[Supplied records]
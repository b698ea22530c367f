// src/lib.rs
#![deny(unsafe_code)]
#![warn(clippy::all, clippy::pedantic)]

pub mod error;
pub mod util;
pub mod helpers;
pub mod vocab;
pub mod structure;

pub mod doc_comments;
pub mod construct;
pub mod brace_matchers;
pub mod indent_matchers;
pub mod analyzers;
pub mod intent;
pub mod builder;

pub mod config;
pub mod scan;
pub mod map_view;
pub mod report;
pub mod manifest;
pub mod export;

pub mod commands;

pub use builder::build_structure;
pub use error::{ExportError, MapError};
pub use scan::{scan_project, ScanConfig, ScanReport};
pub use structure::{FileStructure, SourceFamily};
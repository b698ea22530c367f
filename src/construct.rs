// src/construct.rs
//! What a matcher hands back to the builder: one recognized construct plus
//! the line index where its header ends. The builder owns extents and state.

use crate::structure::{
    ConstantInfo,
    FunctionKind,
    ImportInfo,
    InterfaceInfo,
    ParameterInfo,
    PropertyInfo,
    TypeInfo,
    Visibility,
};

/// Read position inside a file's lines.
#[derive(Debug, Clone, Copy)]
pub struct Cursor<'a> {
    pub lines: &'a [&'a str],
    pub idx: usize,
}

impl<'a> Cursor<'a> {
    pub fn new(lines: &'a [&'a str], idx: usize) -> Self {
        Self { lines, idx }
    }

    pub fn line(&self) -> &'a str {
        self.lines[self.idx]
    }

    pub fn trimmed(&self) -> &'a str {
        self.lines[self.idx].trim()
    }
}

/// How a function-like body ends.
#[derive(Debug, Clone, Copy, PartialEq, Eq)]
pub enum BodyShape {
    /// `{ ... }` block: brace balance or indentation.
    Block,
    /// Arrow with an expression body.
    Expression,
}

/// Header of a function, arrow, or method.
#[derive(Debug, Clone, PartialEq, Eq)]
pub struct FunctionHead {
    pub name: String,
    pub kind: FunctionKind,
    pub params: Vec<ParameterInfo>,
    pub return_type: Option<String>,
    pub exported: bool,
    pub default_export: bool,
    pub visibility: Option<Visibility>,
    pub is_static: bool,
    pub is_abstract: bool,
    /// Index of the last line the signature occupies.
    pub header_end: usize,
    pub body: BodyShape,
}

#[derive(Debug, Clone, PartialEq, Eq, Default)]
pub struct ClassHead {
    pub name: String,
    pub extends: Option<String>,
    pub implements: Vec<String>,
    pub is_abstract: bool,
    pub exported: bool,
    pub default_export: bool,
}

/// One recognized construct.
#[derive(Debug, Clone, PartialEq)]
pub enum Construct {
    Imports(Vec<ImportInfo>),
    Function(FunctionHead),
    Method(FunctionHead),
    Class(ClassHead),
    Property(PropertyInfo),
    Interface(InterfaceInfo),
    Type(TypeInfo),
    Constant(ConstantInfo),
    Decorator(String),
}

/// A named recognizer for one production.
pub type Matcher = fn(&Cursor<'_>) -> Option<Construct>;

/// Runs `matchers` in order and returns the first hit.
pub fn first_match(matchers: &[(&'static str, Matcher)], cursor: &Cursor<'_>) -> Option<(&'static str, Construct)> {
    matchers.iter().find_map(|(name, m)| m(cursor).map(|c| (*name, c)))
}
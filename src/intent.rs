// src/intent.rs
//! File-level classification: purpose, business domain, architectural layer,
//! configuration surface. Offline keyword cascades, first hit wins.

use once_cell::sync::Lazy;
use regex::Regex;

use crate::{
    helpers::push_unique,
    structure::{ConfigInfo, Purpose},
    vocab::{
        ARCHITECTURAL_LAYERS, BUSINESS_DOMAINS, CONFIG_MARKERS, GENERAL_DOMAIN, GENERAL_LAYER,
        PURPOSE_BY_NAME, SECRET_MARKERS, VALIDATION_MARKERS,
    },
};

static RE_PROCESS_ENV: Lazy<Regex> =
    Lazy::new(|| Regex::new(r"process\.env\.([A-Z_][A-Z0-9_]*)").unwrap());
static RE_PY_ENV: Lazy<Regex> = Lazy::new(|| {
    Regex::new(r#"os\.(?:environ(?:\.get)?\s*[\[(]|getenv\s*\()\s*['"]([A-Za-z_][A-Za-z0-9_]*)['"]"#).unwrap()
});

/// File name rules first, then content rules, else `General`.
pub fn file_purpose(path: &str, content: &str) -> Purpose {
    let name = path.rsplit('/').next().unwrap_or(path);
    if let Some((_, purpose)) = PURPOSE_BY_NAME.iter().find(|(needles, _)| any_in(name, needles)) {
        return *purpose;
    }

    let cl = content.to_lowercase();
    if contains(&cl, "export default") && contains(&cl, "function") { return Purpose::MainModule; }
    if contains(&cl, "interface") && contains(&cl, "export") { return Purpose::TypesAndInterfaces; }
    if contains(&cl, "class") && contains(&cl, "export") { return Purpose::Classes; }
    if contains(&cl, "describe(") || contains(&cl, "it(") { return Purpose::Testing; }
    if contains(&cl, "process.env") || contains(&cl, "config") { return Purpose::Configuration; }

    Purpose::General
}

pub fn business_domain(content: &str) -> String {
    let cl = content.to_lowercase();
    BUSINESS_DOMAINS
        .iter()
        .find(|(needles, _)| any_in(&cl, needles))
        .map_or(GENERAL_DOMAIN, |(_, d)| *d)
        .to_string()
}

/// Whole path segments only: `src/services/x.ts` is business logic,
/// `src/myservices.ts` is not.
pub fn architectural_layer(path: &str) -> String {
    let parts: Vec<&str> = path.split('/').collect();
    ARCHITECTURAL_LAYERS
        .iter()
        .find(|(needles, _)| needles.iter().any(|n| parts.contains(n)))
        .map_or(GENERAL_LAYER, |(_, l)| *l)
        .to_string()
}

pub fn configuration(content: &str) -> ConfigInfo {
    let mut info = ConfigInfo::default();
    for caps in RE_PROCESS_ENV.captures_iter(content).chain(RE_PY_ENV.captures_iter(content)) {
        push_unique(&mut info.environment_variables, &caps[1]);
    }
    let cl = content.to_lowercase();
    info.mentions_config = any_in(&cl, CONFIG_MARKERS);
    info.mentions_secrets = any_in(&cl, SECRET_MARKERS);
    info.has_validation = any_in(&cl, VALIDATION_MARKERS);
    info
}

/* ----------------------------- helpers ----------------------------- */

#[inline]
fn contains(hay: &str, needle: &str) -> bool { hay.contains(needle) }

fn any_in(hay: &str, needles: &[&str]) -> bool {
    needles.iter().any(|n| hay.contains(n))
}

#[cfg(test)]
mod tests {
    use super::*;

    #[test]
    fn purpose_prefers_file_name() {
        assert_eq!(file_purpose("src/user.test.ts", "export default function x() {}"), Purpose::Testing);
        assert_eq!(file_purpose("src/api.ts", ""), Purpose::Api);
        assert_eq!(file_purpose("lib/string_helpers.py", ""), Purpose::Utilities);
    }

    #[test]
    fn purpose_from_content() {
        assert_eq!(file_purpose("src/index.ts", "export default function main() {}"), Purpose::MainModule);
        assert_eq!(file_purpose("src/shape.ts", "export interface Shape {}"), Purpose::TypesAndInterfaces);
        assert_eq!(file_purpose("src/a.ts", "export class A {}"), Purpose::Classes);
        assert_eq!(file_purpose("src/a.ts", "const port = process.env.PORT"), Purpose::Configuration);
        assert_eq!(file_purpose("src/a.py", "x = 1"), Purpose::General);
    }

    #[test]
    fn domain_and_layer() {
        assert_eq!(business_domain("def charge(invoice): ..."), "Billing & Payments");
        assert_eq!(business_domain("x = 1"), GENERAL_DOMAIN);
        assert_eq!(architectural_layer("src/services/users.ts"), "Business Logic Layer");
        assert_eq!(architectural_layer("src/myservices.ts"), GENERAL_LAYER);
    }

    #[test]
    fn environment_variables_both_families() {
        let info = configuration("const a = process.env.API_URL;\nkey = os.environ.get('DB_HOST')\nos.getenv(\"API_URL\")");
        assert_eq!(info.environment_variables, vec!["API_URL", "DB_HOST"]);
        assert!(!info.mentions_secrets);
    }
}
[/Supplied records]
[Supplied records]
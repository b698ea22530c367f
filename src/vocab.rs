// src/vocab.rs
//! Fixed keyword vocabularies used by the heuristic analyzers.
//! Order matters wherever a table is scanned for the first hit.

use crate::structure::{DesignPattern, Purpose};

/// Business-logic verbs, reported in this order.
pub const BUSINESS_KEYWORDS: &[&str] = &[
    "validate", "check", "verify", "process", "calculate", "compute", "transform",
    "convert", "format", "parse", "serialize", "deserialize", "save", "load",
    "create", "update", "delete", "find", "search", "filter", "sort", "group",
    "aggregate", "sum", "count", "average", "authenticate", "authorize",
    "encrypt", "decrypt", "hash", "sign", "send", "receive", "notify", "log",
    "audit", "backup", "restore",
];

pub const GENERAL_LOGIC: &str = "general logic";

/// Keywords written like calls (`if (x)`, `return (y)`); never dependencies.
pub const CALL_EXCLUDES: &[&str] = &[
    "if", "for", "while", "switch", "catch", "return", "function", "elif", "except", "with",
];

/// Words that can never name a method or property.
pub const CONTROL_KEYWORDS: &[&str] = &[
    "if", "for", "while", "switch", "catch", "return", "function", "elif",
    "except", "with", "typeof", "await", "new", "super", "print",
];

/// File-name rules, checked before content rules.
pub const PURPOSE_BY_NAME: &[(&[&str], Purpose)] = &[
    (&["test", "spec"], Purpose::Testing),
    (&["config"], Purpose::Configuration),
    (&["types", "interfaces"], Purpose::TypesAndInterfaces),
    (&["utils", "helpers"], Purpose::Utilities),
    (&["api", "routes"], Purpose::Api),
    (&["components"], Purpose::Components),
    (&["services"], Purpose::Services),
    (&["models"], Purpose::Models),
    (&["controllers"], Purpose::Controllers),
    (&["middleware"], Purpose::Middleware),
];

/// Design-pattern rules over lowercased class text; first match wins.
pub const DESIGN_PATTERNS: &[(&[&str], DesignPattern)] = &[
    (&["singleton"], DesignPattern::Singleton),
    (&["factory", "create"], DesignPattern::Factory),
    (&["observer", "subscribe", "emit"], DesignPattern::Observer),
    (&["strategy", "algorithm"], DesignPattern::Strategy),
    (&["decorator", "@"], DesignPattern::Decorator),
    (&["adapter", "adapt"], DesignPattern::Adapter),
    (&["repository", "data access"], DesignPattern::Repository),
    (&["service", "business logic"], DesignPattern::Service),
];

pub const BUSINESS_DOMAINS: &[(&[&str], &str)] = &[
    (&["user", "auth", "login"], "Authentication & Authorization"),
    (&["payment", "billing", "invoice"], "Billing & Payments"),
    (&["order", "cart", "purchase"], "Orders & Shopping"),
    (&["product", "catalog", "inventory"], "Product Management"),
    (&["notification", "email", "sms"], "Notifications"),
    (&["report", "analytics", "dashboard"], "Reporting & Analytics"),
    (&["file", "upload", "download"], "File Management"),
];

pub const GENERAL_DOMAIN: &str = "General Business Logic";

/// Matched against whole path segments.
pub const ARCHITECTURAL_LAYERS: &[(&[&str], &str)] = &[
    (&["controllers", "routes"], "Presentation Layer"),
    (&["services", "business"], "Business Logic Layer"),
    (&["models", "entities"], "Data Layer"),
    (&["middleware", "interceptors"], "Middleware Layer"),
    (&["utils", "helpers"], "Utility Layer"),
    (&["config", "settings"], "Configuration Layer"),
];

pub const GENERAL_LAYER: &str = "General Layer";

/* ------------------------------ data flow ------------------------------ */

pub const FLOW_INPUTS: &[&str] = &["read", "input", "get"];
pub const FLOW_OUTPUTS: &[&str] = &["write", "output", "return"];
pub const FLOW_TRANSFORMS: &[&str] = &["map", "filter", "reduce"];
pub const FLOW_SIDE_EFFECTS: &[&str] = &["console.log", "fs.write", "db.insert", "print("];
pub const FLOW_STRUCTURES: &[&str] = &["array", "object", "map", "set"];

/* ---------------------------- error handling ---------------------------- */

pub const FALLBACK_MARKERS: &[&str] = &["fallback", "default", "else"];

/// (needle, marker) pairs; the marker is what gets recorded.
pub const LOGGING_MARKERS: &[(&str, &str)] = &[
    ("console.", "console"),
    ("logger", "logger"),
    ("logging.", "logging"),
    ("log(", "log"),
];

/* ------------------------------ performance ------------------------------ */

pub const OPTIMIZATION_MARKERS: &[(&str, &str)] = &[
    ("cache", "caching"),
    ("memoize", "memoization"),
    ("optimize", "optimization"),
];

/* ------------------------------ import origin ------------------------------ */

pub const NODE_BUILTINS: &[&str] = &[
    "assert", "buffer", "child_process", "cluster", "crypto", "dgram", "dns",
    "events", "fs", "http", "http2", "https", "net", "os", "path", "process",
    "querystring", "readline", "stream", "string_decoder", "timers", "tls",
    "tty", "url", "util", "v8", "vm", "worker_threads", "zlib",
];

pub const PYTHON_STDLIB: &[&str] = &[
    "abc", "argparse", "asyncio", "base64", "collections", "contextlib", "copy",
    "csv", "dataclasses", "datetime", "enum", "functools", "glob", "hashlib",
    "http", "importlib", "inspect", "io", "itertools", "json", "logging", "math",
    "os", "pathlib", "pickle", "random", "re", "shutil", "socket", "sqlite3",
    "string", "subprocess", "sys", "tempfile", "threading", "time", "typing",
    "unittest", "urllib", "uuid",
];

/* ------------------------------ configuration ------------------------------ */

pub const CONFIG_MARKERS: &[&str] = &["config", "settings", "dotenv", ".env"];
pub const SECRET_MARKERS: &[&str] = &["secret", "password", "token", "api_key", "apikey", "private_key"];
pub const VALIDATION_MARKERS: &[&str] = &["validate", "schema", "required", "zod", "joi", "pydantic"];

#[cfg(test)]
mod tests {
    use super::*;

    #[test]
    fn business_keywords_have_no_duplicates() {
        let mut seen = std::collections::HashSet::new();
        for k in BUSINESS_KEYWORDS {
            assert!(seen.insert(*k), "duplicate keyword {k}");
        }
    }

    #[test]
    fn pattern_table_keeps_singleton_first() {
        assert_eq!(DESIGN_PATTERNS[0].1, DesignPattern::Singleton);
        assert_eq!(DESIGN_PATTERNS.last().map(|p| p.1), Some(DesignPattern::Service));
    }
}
[/Supplied records]
• Exercise goal: Copy whichever lines in the listing above hold "write".

• Reply to the exercise:
pub const FLOW_OUTPUTS: &[&str] = &["write", "output", "return"];
pub const FLOW_SIDE_EFFECTS: &[&str] = &["console.log", "fs.write", "db.insert", "print("];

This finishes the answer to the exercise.